▶ _What you will do_: State the number of lines in the listing that contain "when". No further words are expected.

▶ _Exercise input_:
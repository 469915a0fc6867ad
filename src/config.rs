//! Configuration for [`ValMux`](crate::ValMux) and [`Store`](crate::Store).
//!
//! [`Config`] is a plain struct with public fields and chainable builder
//! methods:
//!
//! ```rust
//! use std::time::Duration;
//! use valmux::Config;
//!
//! let config = Config::default()
//!     .with_max(8)
//!     .with_waiting(Duration::from_millis(5))
//!     .with_timeout(Duration::from_millis(250));
//!
//! assert_eq!(config.max, 8);
//! assert!(config.waiting);
//! ```

use std::time::Duration;

#[cfg(feature = "serde")]
use serde::{Deserialize, Serialize};

/// Default capacity.
pub const DEFAULT_MAX: u64 = 1;

/// Default deadline applied when the caller's context has none.
pub const DEFAULT_TIMEOUT: Duration = Duration::from_secs(1);

/// Default interval between two capacity checks in waiting mode.
pub const DEFAULT_POLL_INTERVAL: Duration = Duration::from_millis(10);

/// Settings of a single bounded counter.
#[derive(Debug, Clone, Copy, PartialEq, Eq)]
#[cfg_attr(feature = "serde", derive(Serialize, Deserialize))]
#[cfg_attr(feature = "serde", serde(default))]
pub struct Config {
    /// Capacity of the counter.
    pub max: u64,
    /// Wait for capacity instead of failing fast.
    pub waiting: bool,
    /// How often capacity is re-checked while waiting.
    pub poll_interval: Duration,
    /// Deadline applied when the caller's context has none.
    ///
    /// `None` disables it. Use with care: with waiting enabled and a caller
    /// context that never fires, an acquisition may wait forever.
    pub timeout: Option<Duration>,
}

impl Config {
    /// Switches to waiting mode, checking capacity every `poll_interval`.
    pub const fn with_waiting(self, poll_interval: Duration) -> Self {
        Self {
            waiting: true,
            poll_interval,
            ..self
        }
    }

    /// Switches back to fail-fast mode. The poll interval is kept.
    pub const fn without_waiting(self) -> Self {
        Self {
            waiting: false,
            ..self
        }
    }

    /// Sets the default deadline.
    pub const fn with_timeout(self, timeout: Duration) -> Self {
        Self {
            timeout: Some(timeout),
            ..self
        }
    }

    /// Removes the default deadline.
    pub const fn with_no_timeout(self) -> Self {
        Self {
            timeout: None,
            ..self
        }
    }

    /// Sets the capacity.
    pub const fn with_max(self, max: u64) -> Self {
        Self { max, ..self }
    }
}

impl Default for Config {
    fn default() -> Self {
        Config {
            max: DEFAULT_MAX,
            waiting: false,
            poll_interval: DEFAULT_POLL_INTERVAL,
            timeout: Some(DEFAULT_TIMEOUT),
        }
    }
}

#[cfg(test)]
mod tests {
    use super::*;

    #[test]
    fn test_default() {
        let config = Config::default();
        assert_eq!(config.max, DEFAULT_MAX);
        assert!(!config.waiting);
        assert_eq!(config.poll_interval, DEFAULT_POLL_INTERVAL);
        assert_eq!(config.timeout, Some(DEFAULT_TIMEOUT));
    }

    #[test]
    fn test_builder_chain() {
        let config = Config::default()
            .with_waiting(Duration::from_millis(1))
            .with_no_timeout()
            .with_max(4);

        assert!(config.waiting);
        assert_eq!(config.poll_interval, Duration::from_millis(1));
        assert_eq!(config.timeout, None);
        assert_eq!(config.max, 4);
    }

    #[test]
    fn test_later_options_override() {
        let config = Config::default()
            .with_waiting(Duration::from_millis(3))
            .without_waiting()
            .with_no_timeout()
            .with_timeout(Duration::from_millis(20));

        assert!(!config.waiting);
        assert_eq!(config.poll_interval, Duration::from_millis(3));
        assert_eq!(config.timeout, Some(Duration::from_millis(20)));
    }

    #[cfg(feature = "json")]
    #[test]
    fn test_deserialize_partial() {
        let config: Config = serde_json::from_str(r#"{"max":3,"waiting":true}"#).unwrap();
        assert_eq!(config.max, 3);
        assert!(config.waiting);
        assert_eq!(config.timeout, Some(DEFAULT_TIMEOUT));
    }
}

▶ _Written solution_: 2